3 Em excelente artigo apresentando sobre esta posição, Kline escreve que, nos tempos antigos, surgiu entre os judeus a opinião de que os “filhos de Deus” de Gênesis 6 seriam aristocratas, príncipes, e nobres, em contraste com as socialmente inferiores “filhas dos homens”. Dessa interpretação, por exemplo, chegou-se à expressão no Targum Aramaico (o Targum de Onkelos traduz o termo como “filhos dos nobres”) e na tradução grega de Symmachus (que interpreta “os filhos de reis ou lordes”) e é seguida por muitas autoridades judaicas até o presente”. Kober, pp; 16-17, referindo-se a Kline, p. 194.
4 Kober, p. 16, citando Birney, p. 49 e Kline, p. 196.
5 Por exemplo, W. H. Griffith Thomas, que sustenta a posição dos descendentes de Caim e de Sete, diz:
“O versículo 2 fala da união de duas linhagem pelo casamento misto. Alguns escritores consideram a frase “filhos de Deus” como se referindo aos anjos, o que é apoiado por outras passagens —  cf. Jó 1:6; Salmo 28:1, Daniel. 3:25 — e, de fato, em qualquer lugar da Escritura, a frase invariavelmente quer dizer anjos”. Genesis: A Devotional Commentary (Grand Rapids: Wm. B. Eerdmans Publishing Co., 1946), p. 65.
6 Será que não é este o cativeiro temido pelos demônios em Marcos 5:10 e Lucas 8:31?
7 Será que o fato de os nefilins serem mencionados depois do dilúvio significa que essa prática continuou mesmo depois dele? Alguns pensam que sim, enfatizando a frase “e também depois” (Gênesis 6:4). Se foi assim, precisamos dizer que isso não ameaçou a promessa de Deus naquela época. Só seria um reforço à  importância de não se casar com alguém dos cananeus, entre os quais se encontravam os nefilins.
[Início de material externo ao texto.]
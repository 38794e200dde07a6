use std::collections::BTreeMap;
use std::path::PathBuf;

use clap::Args;
use serde::Serialize;

use snakefix::backup::DEFAULT_BACKUP_PREFIX;
use snakefix::patterns::ChangeRecord;
use snakefix::run::{self, RunOptions};
use snakefix::Error;

use crate::commands::CmdResult;

#[derive(Args)]
pub struct ConvertArgs {
    /// Root directory to convert
    #[arg(long, default_value = ".")]
    pub path: String,

    /// File extension to include (repeatable; default: js, jsx)
    #[arg(long = "ext", value_name = "EXT")]
    pub extensions: Vec<String>,

    /// Name prefix for the backup snapshot directory
    #[arg(long, default_value = DEFAULT_BACKUP_PREFIX)]
    pub backup_prefix: String,

    /// Preview changes without taking a backup or writing anything
    #[arg(long)]
    pub dry_run: bool,

    /// Skip persisting the JSON report
    #[arg(long)]
    pub no_report: bool,
}

#[derive(Serialize)]
#[serde(tag = "command")]
pub enum ConvertOutput {
    #[serde(rename = "convert")]
    Convert {
        root: String,
        dry_run: bool,
        timestamp: String,
        backup_location: Option<String>,
        files_scanned: usize,
        total_files_modified: usize,
        total_replacements: u64,
        changes_summary: BTreeMap<String, u64>,
        files: Vec<FileSummary>,
        report_path: Option<String>,
    },
}

#[derive(Serialize)]
pub struct FileSummary {
    pub file: String,
    pub changes: Vec<ChangeRecord>,
}

pub fn run(args: ConvertArgs) -> CmdResult<ConvertOutput> {
    let extensions = normalize_extensions(&args.extensions)?;

    let mut options = RunOptions::new(PathBuf::from(&args.path));
    if !extensions.is_empty() {
        options.extensions = extensions;
    }
    options.backup_prefix = args.backup_prefix;
    options.dry_run = args.dry_run;
    options.write_report = !args.no_report;

    let outcome = run::execute(&options)?;

    let files = outcome
        .stats
        .changes_by_file
        .iter()
        .map(|(file, changes)| FileSummary {
            file: file.clone(),
            changes: changes.clone(),
        })
        .collect();

    Ok((
        ConvertOutput::Convert {
            root: args.path,
            dry_run: outcome.dry_run,
            timestamp: outcome.timestamp,
            backup_location: outcome
                .backup
                .as_ref()
                .map(|b| b.location.display().to_string()),
            files_scanned: outcome.stats.files_scanned,
            total_files_modified: outcome.stats.files_modified.len(),
            total_replacements: outcome.stats.total_replacements(),
            changes_summary: outcome.stats.replacements_by_legacy.clone(),
            files,
            report_path: outcome.report_path.map(|p| p.display().to_string()),
        },
        0,
    ))
}

/// Accept extensions with or without a leading dot.
fn normalize_extensions(raw: &[String]) -> snakefix::Result<Vec<String>> {
    let mut extensions = Vec::new();
    for ext in raw {
        let trimmed = ext.trim_start_matches('.');
        if trimmed.is_empty() {
            return Err(Error::invalid_argument(
                "ext",
                format!("Invalid extension '{}'", ext),
            ));
        }
        extensions.push(trimmed.to_string());
    }
    Ok(extensions)
}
Pessoalmente, não acho que a super-raça tenha aparecido após o dilúvio. A expressão nefilim, da forma como a entendo, não é sinônima desta, uma super-raça, mas a descrição dela. Refere-se simplesmente à grande estrutura física deles, exatamente como as outras expressões (“homens poderosos”, “homens de renome”) se referem à sua reputação e ao seu poderio militar. Não acho que precisamos encontrar criaturas super-humanas em Números 13:33, só gigantes. A palavra nefilim, portanto, é definida por Moisés em Números como se referindo a uma grande estatura física. Nenhum nome técnico é dado à super-raça, somente descrições que podem ser usadas em qualquer outro lugar para outras criaturas que não sejam anjos.